Well, it's not true! Now is the time to flick back through your diary and calendar and any photographs you might have kept. Go on a long walk and let your mind rove over it.

Here's something I did this year. This was the year I finally finished my first novel. Well, not exactly my first - over the years   I've written pastiches and not-quite pastiches: The Shining Snows of Oz, Alice Up in the Air, Doctor Who Meets Scratchman, The City of Red Dogs. All of these I wrote for other people, which kept me putting words down in the face of stamina and zero self-confidence: you need to have something to motivate you, I've learned. Whether the recipient really wants what you're giving them - that's their business.

But this year I finally finished a FIRST DRAFT of my comedy occult family drama spy caper set in the 1960s called The Nan Who Knew Too Much. A modest claim, compared to people who have made writing their careers. But for the past couple of years I'd been shilly-shallying, planning, re-drafting, researching. It looked as if it would never actually get written - unless I had a word with myself.

This year I bumped it up my list of priorities and got a first draft finished - of variable quality, fine, but I learned a lot: not to drag it out, firstly. You forget what was pushing you to write it - you forget why a doesn't tell b about x. Like other things, you need to give it your all: your love, your time, your energy. Or it looks at you like a puppy you keep in the cellar.

Galvanised, I wrote a first draft of my other idea, Misadventures in Space and Time.
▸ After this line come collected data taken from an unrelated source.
//! tusup - resumable uploads to TUS endpoints from the command line

mod commands;
mod config;
mod output;

use anyhow::{Context, Result};
use clap::{Parser, Subcommand};
use std::path::PathBuf;
use tracing_subscriber::{fmt, prelude::*, EnvFilter};
use tusup_client::Uploader;

use crate::output::{OutputContext, OutputFormat};

#[derive(Parser)]
#[command(name = "tusup")]
#[command(author, version, about = "Resumable TUS upload client")]
#[command(propagate_version = true)]
struct Cli {
    /// Configuration file path (TOML or YAML)
    #[arg(short, long, env = "TUSUP_CONFIG")]
    config: Option<PathBuf>,

    /// Output format
    #[arg(short, long, value_enum, default_value = "table")]
    output: OutputFormat,

    /// Disable colored output
    #[arg(long)]
    no_color: bool,

    /// Minimal output (for scripting)
    #[arg(short, long)]
    quiet: bool,

    /// Verbose logging
    #[arg(short, long)]
    verbose: bool,

    #[command(subcommand)]
    command: Commands,
}

#[derive(Subcommand)]
enum Commands {
    /// Upload (or resume uploading) a file to an existing upload URL
    Upload {
        /// Upload URL created by the server
        url: String,

        /// File to upload
        file: PathBuf,

        /// Offset to start from (defaults to 0)
        #[arg(long)]
        offset: Option<u64>,

        /// Send at most this many bytes per PATCH
        #[arg(long)]
        chunk_size: Option<u64>,
    },

    /// Ask the server how many bytes of an upload it has stored
    Offset {
        /// Upload URL
        url: String,
    },

    /// Show the effective configuration
    Config,
}

#[tokio::main]
async fn main() -> Result<()> {
    let cli = Cli::parse();

    // Set up logging
    let filter = if cli.verbose {
        EnvFilter::new("debug")
    } else {
        EnvFilter::new("warn")
    };

    tracing_subscriber::registry()
        .with(fmt::layer().with_target(false).with_writer(std::io::stderr))
        .with(filter)
        .init();

    let file_config = config::load(cli.config.as_deref())?;
    tracing::debug!(?file_config, "Loaded configuration");
    let ctx = OutputContext::new(cli.output, cli.no_color, cli.quiet);

    match cli.command {
        Commands::Upload {
            url,
            file,
            offset,
            chunk_size,
        } => {
            let client_config = config::merge_with_args(file_config, chunk_size);
            let mut uploader = create_uploader(client_config)?;
            commands::upload(&mut uploader, &url, &file, offset, &ctx).await?;
        }

        Commands::Offset { url } => {
            let uploader = create_uploader(file_config)?;
            commands::offset(&uploader, &url, &ctx).await?;
        }

        Commands::Config => {
            commands::show_config(&file_config, cli.config.as_deref(), &ctx)?;
        }
    }

    Ok(())
}

fn create_uploader(config: tusup_client::ClientConfig) -> Result<Uploader> {
    Uploader::new(config).context("Failed to create uploader")
}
This one isn't exactly In Search of Lost Time either, but at least it has the energy of being written in one continuous period of time. It needs redrafting before people see it, but at least that's not happening in the never-never future, like Nan was.

And it's tough to do what you love. Lots of disappointment and selfishness and throwing things (that might just be me). It's easier to say that you will - one day, or say that you shouldn't, except that doing so can make you very cross and unsatisfied. It meant a huge deal to me that this year people said they liked what I wrote, and that I should at least keep trying; that the (fourth) story I submitted to Obverse Books, about trans-temporal adventuress Iris Wildthyme was published, and that a second was asked for. Obverse has an amazing verve and faintly outrageous flavour that comes from real love for story, big ideas, and invention. I was very proud to be part of that world and to write for the amazing Iris, in Lady Stardust and Wildthyme in Purple.

You should get those, you know - there's some cracking stuff inside those splendid covers...!




And next year, there might be more - and I will certainly be coming up with new stories, even if Obverse throw me out into the snow. This was the year I finally realised that writing stories was something I felt at home doing, and shouldn't be putting off just because I didn't know what I was doing. The more I learnt, the more I needed to try, and the further into the unknown I wanted to go...

3 comments:

  1. The title - and premise - of "The Nan who knew too much" made me grin. Would love to read it. Maybe you could have "The Nan who came in from the cold" as the sequel?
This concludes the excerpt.